でん×どう
「なあ、電信柱ってどう思う?」
空が晴れ渡ったある日の朝、海老原が近くの電信柱を見ながら言う。これはおそらくあれだ。無生物BLの時間だ。
「どうって、いつものアレ的な奴か?」
「そう。俺はさ……道路にいつも刺さっててエロく感じる」
「オーケー、海老原。話を聞こう」
聞いてもマズイけど、聞かなくてもマズそうなので聞くことにした。とりあえず今回のはこれまでの中でもかなりヤバそうなのでここで止めないといけないのだ。海老原は一瞬驚いた顔をしたが、やがて嬉しそうな顔をした。
「ありがとうな、主原!」
「どういたしまして。それで、電信柱か……まあとても太くて長いし、等間隔で何本も立ってるよな」
「だよな。

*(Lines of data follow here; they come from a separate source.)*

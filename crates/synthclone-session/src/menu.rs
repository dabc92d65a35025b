//! Menu actions and separators contributed by participants.

use std::cell::{Cell, RefCell};
use std::fmt;
use std::rc::Rc;

use synthclone_core::{EffectId, SamplerId, TargetId};

use crate::component::ComponentId;

/// Top-level menus participants can extend.
#[derive(Debug, Clone, Copy, PartialEq, Eq, Hash, strum::Display, strum::EnumIter)]
pub enum Menu {
    #[strum(to_string = "Add Effect")]
    AddEffect,
    #[strum(to_string = "Add Sampler")]
    AddSampler,
    #[strum(to_string = "Add Target")]
    AddTarget,
    Help,
    Tools,
}

/// Where a menu item lives.
#[derive(Debug, Clone, Copy, PartialEq, Eq, Hash)]
pub enum MenuLocation {
    /// A top-level menu.
    Menu(Menu),
    /// The context menu of an effect.
    Effect(EffectId),
    /// The context menu of the sampler.
    Sampler(SamplerId),
    /// The context menu of a target.
    Target(TargetId),
}

impl MenuLocation {
    /// Component the item is scoped to, if any.
    pub fn component(self) -> Option<ComponentId> {
        match self {
            Self::Menu(_) => None,
            Self::Effect(id) => Some(ComponentId::Effect(id)),
            Self::Sampler(id) => Some(ComponentId::Sampler(id)),
            Self::Target(id) => Some(ComponentId::Target(id)),
        }
    }
}

impl From<Menu> for MenuLocation {
    fn from(menu: Menu) -> Self {
        Self::Menu(menu)
    }
}

/// A clickable menu entry.
pub struct MenuAction {
    text: RefCell<String>,
    description: RefCell<String>,
    enabled: Cell<bool>,
    triggered: RefCell<Vec<Rc<dyn Fn()>>>,
}

impl fmt::Debug for MenuAction {
    fn fmt(&self, f: &mut fmt::Formatter<'_>) -> fmt::Result {
        f.debug_struct("MenuAction")
            .field("text", &*self.text.borrow())
            .field("enabled", &self.enabled.get())
            .finish_non_exhaustive()
    }
}

impl MenuAction {
    pub fn new(text: impl Into<String>) -> Rc<Self> {
        Rc::new(Self {
            text: RefCell::new(text.into()),
            description: RefCell::new(String::new()),
            enabled: Cell::new(true),
            triggered: RefCell::new(Vec::new()),
        })
    }

    pub fn text(&self) -> String {
        self.text.borrow().clone()
    }

    pub fn set_text(&self, text: impl Into<String>) {
        *self.text.borrow_mut() = text.into();
    }

    pub fn description(&self) -> String {
        self.description.borrow().clone()
    }

    pub fn set_description(&self, description: impl Into<String>) {
        *self.description.borrow_mut() = description.into();
    }

    pub fn is_enabled(&self) -> bool {
        self.enabled.get()
    }

    pub fn set_enabled(&self, enabled: bool) {
        self.enabled.set(enabled);
    }

    /// Run `handler` whenever the action is triggered.
    pub fn on_triggered(&self, handler: impl Fn() + 'static) {
        self.triggered.borrow_mut().push(Rc::new(handler));
    }

    /// Trigger the action. Disabled actions do nothing.
    pub fn trigger(&self) {
        if !self.enabled.get() {
            return;
        }
        let handlers: Vec<_> = self.triggered.borrow().iter().cloned().collect();
        for handler in handlers {
            handler();
        }
    }
}

/// A separator line between menu actions.
#[derive(Debug)]
pub struct MenuSeparator {
    visible: Cell<bool>,
}

impl MenuSeparator {
    pub fn new() -> Rc<Self> {
        Rc::new(Self {
            visible: Cell::new(true),
        })
    }

    pub fn is_visible(&self) -> bool {
        self.visible.get()
    }

    pub fn set_visible(&self, visible: bool) {
        self.visible.set(visible);
    }
}

#[cfg(test)]
mod tests {
    use super::*;

    #[test]
    fn test_trigger_respects_enabled() {
        let action = MenuAction::new("Generate Zones");
        let hits = Rc::new(Cell::new(0));
        let h = Rc::clone(&hits);
        action.on_triggered(move || h.set(h.get() + 1));

        action.trigger();
        action.set_enabled(false);
        action.trigger();
        assert_eq!(hits.get(), 1);
    }

    #[test]
    fn test_location_scope() {
        assert_eq!(MenuLocation::from(Menu::Tools).component(), None);
        assert_eq!(
            MenuLocation::Effect(EffectId::new(2)).component(),
            Some(ComponentId::Effect(EffectId::new(2)))
        );
        assert_eq!(Menu::AddEffect.to_string(), "Add Effect");
    }
}
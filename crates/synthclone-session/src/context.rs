//! Per-participant access to the session.
//!
//! A [`Context`] forwards every call to the [`Session`]. Objects added through
//! it are recorded in its ledger and pruned from the ledger when their
//! registration fires, wherever the removal came from. Deactivating the
//! participant closes the context, which removes whatever is still recorded.
//!
//! Session events are relayed to the context's own listeners only while at
//! least one listener is subscribed to the kind in question.

use std::cell::{Cell, RefCell};
use std::collections::HashMap;
use std::fmt;
use std::path::{Path, PathBuf};
use std::rc::{Rc, Weak};
use std::sync::Arc;

use synthclone_core::{
    EffectId, JobId, MAJOR_VERSION, MINOR_VERSION, MenuActionId, MenuSeparatorId, ParticipantId,
    ParticipantKey, PropertyVisibility, REVISION, SampleChannelCount, SampleRate, SamplerId,
    SessionResult, SessionState, TargetId, Zone, ZoneComparer, ZoneField, ZoneId, ZoneValue,
};

use crate::bus::{EventBus, SubscriptionId};
use crate::component::{ComponentId, Effect, Sampler, Target};
use crate::event::{EventKind, SessionEvent};
use crate::job::{EffectJob, SamplerJob, SamplerJobType};
use crate::menu::{MenuAction, MenuLocation, MenuSeparator};
use crate::participant::Participant;
use crate::registration::{Registrable, Registration};
use crate::relay::{relabel, relay_source};
use crate::session::Session;

/// Handles created through a context, oldest first.
#[derive(Debug, Clone, Default)]
struct Ledger {
    participants: Vec<ParticipantKey>,
    samplers: Vec<SamplerId>,
    effects: Vec<EffectId>,
    targets: Vec<TargetId>,
    menu_actions: Vec<MenuActionId>,
    menu_separators: Vec<MenuSeparatorId>,
}

impl Ledger {
    fn is_empty(&self) -> bool {
        self.participants.is_empty()
            && self.samplers.is_empty()
            && self.effects.is_empty()
            && self.targets.is_empty()
            && self.menu_actions.is_empty()
            && self.menu_separators.is_empty()
    }
}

でん君は──」
「あら、主原君に海老原君じゃない」
「ん?」
後ろを見ると、そこには茨島が立っていた。
「茨島か。こんなとこで会うなんて珍しいな」
「…………」
「どうした?」
「相変わらずの声だと思っただけ。因みに、何を話していたの?」
「ああ、電信柱について話してた」
「電信柱?」
「そうだ。茨島は電信柱をどう思う?」
茨島は電信柱に視線を向けると、しばらく眺めてからポツリと呟いた。
「たくましいわね。人工物のわりには」
「た、たくましい……」
「そうなんだよ! なんだ、茨島とはなんか違うものを感じた気がするけど、そんなこと無かったんだな!」
「勘違いしないで。私とあなたは相容れない。今回は少しだけあなた寄りの意見になっただけ」
「うーん、そっかあ。けど、せっかくだから茨島も聞いてくれないか?」
「……まあ敵情視察みたいなものではあるし良いわ。さあ、話してみなさい」
俺が若干空気になる中、海老原は話を始めた。
「まず、でん君は太いけど長い。言うなれば、背丈が高くて肩幅が広いタイプだな」
「スポーツマンタイプか」
「そうみたいね」
「それで真っ直ぐな性格をしていて、真面目なんだが、どう君に対してだけはちょっとSっ気があるんだ」
「どう君……あ、もしかして道路か?」
「お、流石は主原だな!」
「ここまで嬉しくない流石もないな」
ため息混じりに言っていると、茨島が腕を組みながら口を開いた。
「なんとなくこの後の流れは察したけれどまあいいわ。続けて」
「ああ。それで、どう君も背が高くてガッチリとしてるんだけど、どう君はおおらかな性格なんだ。色々な奴の手助けをしたり初対面同士の橋渡しをしたりさ」
「まあ道路だし色々な奴を通すよな」
「そして二人は日々協力しながら色々な奴のために頑張ってるんだけど、その内に二人の間に愛が芽生えるんだ。同じ目的のために頑張ってるからこその連帯感みたいなのが手伝ってさ」
「そういう感じか……」
「まあそういうのも悪くはないわね」
俺達が納得する中、海老原は嬉しそうに話を続けた。
「お互いにその感情に最初は驚くし困惑するんだけど、お互いに打ち明けあった後はその愛が爆発するんだ。そしてでん君はちょっと暴走気味になるんだよな」
「暴走?」
「真っ直ぐな性格だったからこそどう君への愛の爆発に色々と混乱して、どう君のおおらかさが許す限りに色々な事をする。休みの日で二人以外誰もいない時にずっと繋がってるとかな」
「あー……それで話の初めの方のずっと刺さってるとかに繋がるのか」
海老原は嬉しそうに頷く。
「そして等間隔でっていうところもポイントで、それを一定の間隔でやるんだよ。休みじゃなかったらちょっと道具を使ったりな。それで、やっぱりでん君は反省する時もあるんだけど、どう君はでん君の事をしっかりと受け止めて二人は愛を育み……ああ、尊いなあ」
「今回はちょっとヘビーな感じだったけど、まあ海老原が楽しそうならいいか」
「そうね。でも、主原君。あなたは私と一緒に自然物に想いを馳せる時間も作ってもらうからそれはわかっておいて」
「ああ、わかった。お前の話だけ聞かないなんてのもズルいしな」
すると、茨島は一瞬驚いた後に頬を軽く染めた。
「そ、それじゃあ楽しみにしてるわね」
そう言って茨島はスタスタと歩いていってしまった。
「ばらじ……行っちゃった」
「茨島か……」
「ん、どうした?」
少し顔を赤くしている海老原に聞くと、海老原はハッとしてから首を横に振った。
「な、なんでもない。ほら、俺達も行こうぜ」
「あ、ああ」
そして俺達は再び歩き始めたが、俺の胸は何故かズキズキとしていた。